WHAT THE TASK ASKS »
Among the following entries, count the lines that contain "never" and report only the result.
== Segment start ==
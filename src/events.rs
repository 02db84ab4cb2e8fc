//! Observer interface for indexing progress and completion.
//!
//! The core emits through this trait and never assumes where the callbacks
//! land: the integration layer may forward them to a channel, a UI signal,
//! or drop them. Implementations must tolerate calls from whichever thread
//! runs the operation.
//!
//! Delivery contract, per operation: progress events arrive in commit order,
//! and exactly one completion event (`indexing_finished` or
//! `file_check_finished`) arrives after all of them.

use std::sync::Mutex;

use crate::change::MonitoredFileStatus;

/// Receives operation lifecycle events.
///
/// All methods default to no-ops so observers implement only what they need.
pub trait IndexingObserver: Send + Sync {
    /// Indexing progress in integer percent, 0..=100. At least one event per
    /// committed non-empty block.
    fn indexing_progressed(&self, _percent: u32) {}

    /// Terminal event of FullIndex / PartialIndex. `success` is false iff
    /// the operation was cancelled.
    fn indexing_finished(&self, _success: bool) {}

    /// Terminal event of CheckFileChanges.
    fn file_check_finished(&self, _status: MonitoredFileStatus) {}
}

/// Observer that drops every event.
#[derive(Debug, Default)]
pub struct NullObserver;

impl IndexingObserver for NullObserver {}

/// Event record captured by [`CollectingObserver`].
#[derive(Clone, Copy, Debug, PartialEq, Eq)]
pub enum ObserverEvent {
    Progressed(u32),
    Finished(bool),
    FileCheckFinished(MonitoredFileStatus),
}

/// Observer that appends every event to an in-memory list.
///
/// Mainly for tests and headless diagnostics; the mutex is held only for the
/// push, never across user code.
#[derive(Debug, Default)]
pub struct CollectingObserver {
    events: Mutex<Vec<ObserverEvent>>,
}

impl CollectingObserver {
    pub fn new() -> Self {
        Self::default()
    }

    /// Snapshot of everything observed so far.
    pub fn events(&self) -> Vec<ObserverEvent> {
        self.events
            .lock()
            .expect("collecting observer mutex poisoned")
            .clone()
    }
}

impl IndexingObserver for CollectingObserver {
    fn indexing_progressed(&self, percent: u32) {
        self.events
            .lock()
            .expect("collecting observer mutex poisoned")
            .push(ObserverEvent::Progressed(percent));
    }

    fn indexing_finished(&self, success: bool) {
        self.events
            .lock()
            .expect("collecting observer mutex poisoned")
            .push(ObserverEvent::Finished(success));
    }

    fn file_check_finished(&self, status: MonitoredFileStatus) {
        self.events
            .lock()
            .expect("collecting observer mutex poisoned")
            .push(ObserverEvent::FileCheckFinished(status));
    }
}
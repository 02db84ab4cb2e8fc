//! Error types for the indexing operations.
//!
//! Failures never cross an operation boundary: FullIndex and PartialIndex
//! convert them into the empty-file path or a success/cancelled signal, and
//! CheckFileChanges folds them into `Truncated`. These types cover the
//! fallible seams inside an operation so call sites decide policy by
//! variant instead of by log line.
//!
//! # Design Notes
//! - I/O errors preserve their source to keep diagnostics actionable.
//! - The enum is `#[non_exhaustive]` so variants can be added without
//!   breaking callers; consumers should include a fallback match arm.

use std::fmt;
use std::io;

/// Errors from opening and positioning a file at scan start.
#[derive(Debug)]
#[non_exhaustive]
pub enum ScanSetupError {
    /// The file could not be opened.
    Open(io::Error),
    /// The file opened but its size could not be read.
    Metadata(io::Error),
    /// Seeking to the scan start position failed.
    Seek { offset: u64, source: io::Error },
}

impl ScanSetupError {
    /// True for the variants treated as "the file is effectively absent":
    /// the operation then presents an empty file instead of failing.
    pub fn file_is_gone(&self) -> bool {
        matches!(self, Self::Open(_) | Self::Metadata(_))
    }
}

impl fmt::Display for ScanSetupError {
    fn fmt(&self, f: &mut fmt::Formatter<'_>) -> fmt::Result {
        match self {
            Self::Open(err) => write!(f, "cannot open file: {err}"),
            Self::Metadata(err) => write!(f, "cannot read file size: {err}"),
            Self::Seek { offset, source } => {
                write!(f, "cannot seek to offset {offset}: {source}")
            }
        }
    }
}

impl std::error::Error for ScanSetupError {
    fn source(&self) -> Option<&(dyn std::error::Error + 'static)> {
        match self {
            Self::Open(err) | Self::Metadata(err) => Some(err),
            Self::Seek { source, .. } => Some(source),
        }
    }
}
== Segment end ==
RESPONSE TO THIS EXERCISE »
3